Seventy extracted human mandibular molars were randomly assigned to seven groups (n = 10; control n = 10). Except for the control group, all specimens received standardized root canal treatment and mesial–occlusal–distal (MOD) cavity preparation. Restorations were performed with or without PDM using a short fiber–reinforced composite (SFRC), a bulk-fill composite (BFC), or a conventional resin composite (CRC). Specimens underwent 1,000 thermal cycles between 5 °C and 55 °C. Fracture resistance was measured under static loading using a universal testing machine. Fracture modes were classified as repairable or unrepairable.

Results

The control group demonstrated significantly higher fracture resistance than all restored groups (p < 0.001). Among restored teeth, specimens restored with SFRC showed significantly higher fracture resistance than those restored with BFC (p < 0.001).
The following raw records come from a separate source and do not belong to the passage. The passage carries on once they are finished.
// tests/test_life.rs — End-to-end properties on the host-simulated device.
//
// Every test drives the real Stepper/Driver through the `CellStorage`
// contract; only the storage type changes between the two layouts.

use conway_gpu::grid::{Cell, Grid};
use conway_gpu::host::{FaultPlan, HostBufferStorage, HostDevice, HostImageStorage, GARBAGE};
use conway_gpu::life;
use conway_gpu::patterns;
use conway_gpu::sim::{CellStorage, DispatchGeometry, Simulation, Stepper};
use conway_gpu::GolError;

fn run_buffer(seed: &Grid, generations: u64) -> Grid {
    let dev = HostDevice::new();
    let storage = HostBufferStorage::new(seed.width() as u32, seed.height() as u32).unwrap();
    Simulation::new(&dev, storage).run(seed, generations, |_, _| {}).unwrap().grid
}

fn run_image(seed: &Grid, generations: u64) -> Grid {
    let dev = HostDevice::new();
    let storage = HostImageStorage::new(seed.width() as u32, seed.height() as u32).unwrap();
    Simulation::new(&dev, storage).run(seed, generations, |_, _| {}).unwrap().grid
}

// ===== Identity =====

#[test]
fn zero_generations_returns_seed() {
    for seed_value in [0, 1, 1337, 0xDEAD] {
        let seed = Grid::random(45, 29, 0.2, seed_value);
        assert_eq!(run_buffer(&seed, 0), seed);
        assert_eq!(run_image(&seed, 0), seed);
    }
}

// ===== Cross-layout equivalence =====

#[test]
fn buffer_and_image_agree_after_one_step() {
    for (w, h, s) in [(16, 16, 1), (17, 33, 2), (100, 7, 3), (1, 1, 4), (64, 65, 5)] {
        let seed = Grid::random(w, h, 0.35, s);
        let a = run_buffer(&seed, 1);
        let b = run_image(&seed, 1);
        assert_eq!(a, b, "{w}×{h}");
        assert_eq!(a, life::step(&seed), "{w}×{h}");
    }
}

#[test]
fn buffer_and_image_agree_over_many_generations() {
    let seed = Grid::random(96, 80, 0.2, 1337);
    let a = run_buffer(&seed, 50);
    let b = run_image(&seed, 50);
    assert_eq!(a, b);
    assert_eq!(a, life::run(&seed, 50));
}

// ===== Known patterns =====

#[test]
fn glider_translates_after_one_period() {
    let seed = patterns::GLIDER.seed(20, 20, (5, 5));
    let expected = life::translate(&seed, 1, 1);
    assert_eq!(run_buffer(&seed, 4), expected);
    assert_eq!(run_image(&seed, 4), expected);
}

#[test]
fn glider_8x8_scenario() {
    let live = [(2, 1), (3, 2), (1, 3), (2, 3), (3, 3)];
    let seed = Grid::with_live_cells(8, 8, &live);
    let shifted: Vec<(usize, usize)> = live.iter().map(|&(x, y)| (x + 1, y + 1)).collect();
    let expected = Grid::with_live_cells(8, 8, &shifted);

    for grid in [run_buffer(&seed, 4), run_image(&seed, 4)] {
        for y in 0..8 {
            for x in 0..8 {
                assert_eq!(grid.get(x, y), expected.get(x, y), "cell ({x}, {y})");
            }
        }
    }
}

#[test]
fn lone_cell_dies() {
    for (x, y) in [(0, 0), (4, 4), (9, 0), (9, 9)] {
        let seed = Grid::with_live_cells(10, 10, &[(x, y)]);
        assert_eq!(run_buffer(&seed, 1).population(), 0);
        assert_eq!(run_image(&seed, 1).population(), 0);
    }
}

#[test]
fn block_is_still() {
    let seed = patterns::BLOCK.seed(12, 12, (4, 4));
    for g in [1, 2, 7, 30] {
        assert_eq!(run_buffer(&seed, g), seed, "after {g}");
        assert_eq!(run_image(&seed, g), seed, "after {g}");
    }
}

#[test]
fn oscillators_return_after_period() {
    for pattern in [patterns::BLINKER, patterns::TOAD, patterns::BEACON] {
        let seed = pattern.seed(16, 16, (5, 5));
        assert_eq!(run_buffer(&seed, pattern.period as u64), seed, "{}", pattern.name);
        assert_ne!(run_image(&seed, 1), seed, "{} is not still", pattern.name);
    }
}

// ===== Dispatch geometry =====

#[test]
fn dispatch_covers_grid_without_overrun() {
    for (w, h) in [(17u32, 5u32), (31, 47), (50, 16), (16, 50), (1, 100), (129, 3)] {
        let dev = HostDevice::new();
        let mut storage = HostImageStorage::new(w, h).unwrap();
        storage.ingest(&dev, &Grid::random(w as usize, h as usize, 0.5, 8)).unwrap();
        Stepper::new(w, h).step(&dev, &mut storage).unwrap();

        let stats = dev.last_dispatch().unwrap();
        let tiles = w.div_ceil(16) as u64 * h.div_ceil(16) as u64;
        assert_eq!(stats.tiles, tiles, "{w}×{h}");
        assert_eq!(stats.tiles, DispatchGeometry::covering(w, h).tile_count());
        assert_eq!(stats.cells_written, w as u64 * h as u64);
        assert!(stats.max_index.unwrap() < w as u64 * h as u64, "{w}×{h}");
    }
}

// ===== Failure injection =====

#[test]
fn failure_on_generation_k_reports_k_minus_one() {
    let seed = Grid::random(40, 24, 0.3, 77);
    let generations = 6;
    for k in 1..=generations {
        for layout in ["buffer", "image"] {
            let dev = HostDevice::with_fault(FaultPlan::at_submission(k));
            let (w, h) = (40, 24);
            let mut observed = Vec::new();
            let result = match layout {
                "buffer" => Simulation::new(&dev, HostBufferStorage::new(w, h).unwrap())
                    .run(&seed, generations, |_, g| observed.push(g)),
                _ => Simulation::new(&dev, HostImageStorage::new(w, h).unwrap())
                    .run(&seed, generations, |_, g| observed.push(g)),
            };
            let failure = result.unwrap_err();

            assert_eq!(failure.completed, k - 1, "{layout} k={k}");
            assert_eq!(failure.grid, life::run(&seed, k - 1), "{layout} k={k}");
            assert_eq!(observed, (1..k).collect::<Vec<_>>());
            assert!(matches!(failure.source, GolError::DeviceExecution(ref e) if e.submission == k));
            // Readback keeps raw values, so scribbled cells would show here.
            assert!(failure.grid.as_slice().iter().all(|&c| c <= 1));
        }
    }
}

#[test]
fn readback_failure_on_generation_k_reports_k_minus_one() {
    let seed = Grid::random(40, 24, 0.3, 78);
    for k in 1..=5 {
        let dev = HostDevice::with_fault(FaultPlan::at_readback(k));
        let mut sim = Simulation::new(&dev, HostBufferStorage::new(40, 24).unwrap());
        let failure = sim.run(&seed, 5, |_, _| {}).unwrap_err();

        assert_eq!(failure.completed, k - 1, "k={k}");
        assert_eq!(failure.grid, life::run(&seed, k - 1), "k={k}");
        assert!(matches!(failure.source, GolError::Readback(_)));

        // Generation k was computed; only its copy to the host was lost.
        let storage = sim.into_storage();
        assert_eq!(storage.read_current(&dev).unwrap(), life::run(&seed, k));
    }
}

#[test]
fn scribbled_plane_is_visible_if_swapped_in() {
    let seed = Grid::random(16, 8, 0.3, 5);
    let dev = HostDevice::with_fault(FaultPlan::at_submission(1));
    let mut storage = HostBufferStorage::new(16, 8).unwrap();
    storage.ingest(&dev, &seed).unwrap();
    assert!(Stepper::new(16, 8).step(&dev, &mut storage).is_err());

    storage.swap();
    let grid = storage.read_current(&dev).unwrap();
    assert!(grid.as_slice().contains(&GARBAGE));
    assert_ne!(grid, life::step(&seed));
}

#[test]
fn storage_after_failure_still_holds_last_generation() {
    let seed = patterns::R_PENTOMINO.seed(32, 32, (14, 14));
    let dev = HostDevice::with_fault(FaultPlan::at_submission(3));
    let mut sim = Simulation::new(&dev, HostBufferStorage::new(32, 32).unwrap());
    let failure = sim.run(&seed, 10, |_, _| {}).unwrap_err();
    assert_eq!(failure.completed, 2);

    let storage = sim.into_storage();
    assert_eq!(storage.read_current(&dev).unwrap(), life::run(&seed, 2));
}

#[test]
fn hook_snapshots_are_independent_copies() {
    let seed = patterns::GLIDER.seed(10, 10, (0, 0));
    let dev = HostDevice::new();
    let mut sim = Simulation::new(&dev, HostImageStorage::new(10, 10).unwrap());
    let mut kept: Vec<Grid> = Vec::new();
    sim.run(&seed, 4, |g, _| kept.push(g.clone())).unwrap();

    // Each stored snapshot still matches its own generation.
    for (i, grid) in kept.iter().enumerate() {
        assert_eq!(*grid, life::run(&seed, i as u64 + 1));
    }
    assert_eq!(kept[3].get(1, 1), Cell::Dead);
}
Proximal cavity depth conditions associated with PDM did not significantly affect fracture resistance (p > 0.05). Fracture repairability analysis showed no significant association between restorative approach and repairability (p = 0.309).

Conclusions

Proximal cavity depth conditions associated with PDM did not adversely affect fracture resistance in endodontically treated mandibular molars. Short fiber–reinforced composite demonstrated superior fracture resistance compared with bulk-fill composite. These findings should be interpreted in relation to differences in cavity depth rather than the independent effect of PDM.

Clinical significance

Restorative material selection, rather than proximal cavity depth conditions associated with PDM, is a key determinant of fracture resistance in endodontically treated molars, with fiber-reinforced composites providing a potential biomechanical advantage.